I've been through Asana interviews on both sides of the table. Some thoughts on the behavioral rounds, because this is the part candidates consistently under-prepare for.
Asana's values aren't decoration. They've operationalized them and the behavioral interview is designed to surface whether you actually embody them or just claim to.
The values that come up most: clarity (do you communicate in a way that reduces confusion, not adds to it), ownership (do you drive things to completion or just contribute), and something they call mindful which in practice means: do you treat people with care and do you check your ego at the door.
Common behavioral questions I've seen: "Tell me about a time a project stalled because of unclear requirements. What did you do?" "Describe a situation where you disagreed with a technical decision made by someone senior. How did you handle it?" "Give an example of a time you had to balance speed with quality. What tradeoffs did you make?" "Tell me about a time you had to bring clarity to an ambiguous situation."
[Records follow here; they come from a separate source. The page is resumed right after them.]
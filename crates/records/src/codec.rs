//! Text encoding of simple attributes and index values
//!
//! | Kind | In memory | Stored |
//! |------|-----------|--------|
//! | string, id | `String` | text, omitted if blank |
//! | integer | `Int` | decimal text |
//! | timestamp | `Int`, `Time` | decimal seconds |
//! | boolean | `Bool` | `"true"` / `"false"` |
//! | json_string | any | serialized JSON, omitted if blank |
//!
//! An omitted value (`None`) removes the field from the record's field-map.
//! Complex kinds never pass through here; they live in their own keys.

use keyrecord_core::{AttributeType, Error, Result, Value};

/// Stored text of a simple attribute, or `None` to remove the field
pub fn encode_simple(kind: AttributeType, value: &Value) -> Result<Option<String>> {
    if value.is_null() {
        return Ok(None);
    }
    if kind == AttributeType::JsonString {
        if value.is_blank() {
            return Ok(None);
        }
        return Ok(Some(serde_json::to_string(&value.to_json())?));
    }
    match value {
        Value::String(s) if s.trim().is_empty() => Ok(None),
        Value::String(s) => Ok(Some(s.clone())),
        Value::Int(i) => Ok(Some(i.to_string())),
        Value::Time(t) => Ok(Some(t.timestamp().to_string())),
        Value::Bool(b) => Ok(Some(b.to_string())),
        other => Err(Error::Serialization(format!(
            "cannot store {} as {}",
            other.type_name(),
            kind
        ))),
    }
}

/// Value of a simple attribute from its stored text
pub fn decode_simple(attribute: &str, kind: AttributeType, raw: &str) -> Result<Value> {
    let decode_error = |reason: String| Error::Decode {
        attribute: attribute.to_string(),
        value: raw.to_string(),
        reason,
    };
    match kind {
        AttributeType::Integer | AttributeType::Timestamp => raw
            .trim()
            .parse::<i64>()
            .map(Value::Int)
            .map_err(|e| decode_error(e.to_string())),
        AttributeType::Boolean => Ok(Value::Bool(raw.eq_ignore_ascii_case("true"))),
        AttributeType::JsonString => {
            if raw.is_empty() {
                return Ok(Value::Null);
            }
            serde_json::from_str(raw)
                .map(Value::from_json)
                .map_err(|e| decode_error(e.to_string()))
        }
        AttributeType::String | AttributeType::Id => Ok(Value::String(raw.to_string())),
        AttributeType::List | AttributeType::Set | AttributeType::Hash => {
            Err(decode_error(format!("{} is not stored in the field-map", kind)))
        }
    }
}

/// Text naming a value's index entry
///
/// Only scalars with a deterministic text form have one; blank text, nulls,
/// times, collections and JSON documents resolve to `None`.
pub fn index_text(value: &Value) -> Option<String> {
    match value {
        Value::String(s) if !s.trim().is_empty() => Some(s.clone()),
        Value::Int(i) => Some(i.to_string()),
        Value::Bool(b) => Some(b.to_string()),
        _ => None,
    }
}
Notice the theme. Clarity shows up constantly. Asana is a work management company and they care deeply about reducing chaos. Candidates who tell stories about heroic individual effort but can't articulate how they communicated or aligned others tend to land worse than candidates who describe building shared understanding.
Practical advice: Structure your stories (STAR or similar) but keep them conversational. Don't read from a script. Name what you did specifically, not what the team did. They want to see your contribution. Avoid stories where you were the lone genius who saved everything. Pick stories where you collaborated and influenced. Be honest about what you'd do differently. They like intellectual honesty.
Process note: there are typically 2 behavioral rounds in the onsite, sometimes 3. One is often with a non-engineer so don't assume every interviewer cares about your technical story. Focus on the people and process side with cross-functional interviewers.
If you're interviewing there, genuinely read their blog about their operating principles. Not to quote it back, just to understand the cultural context.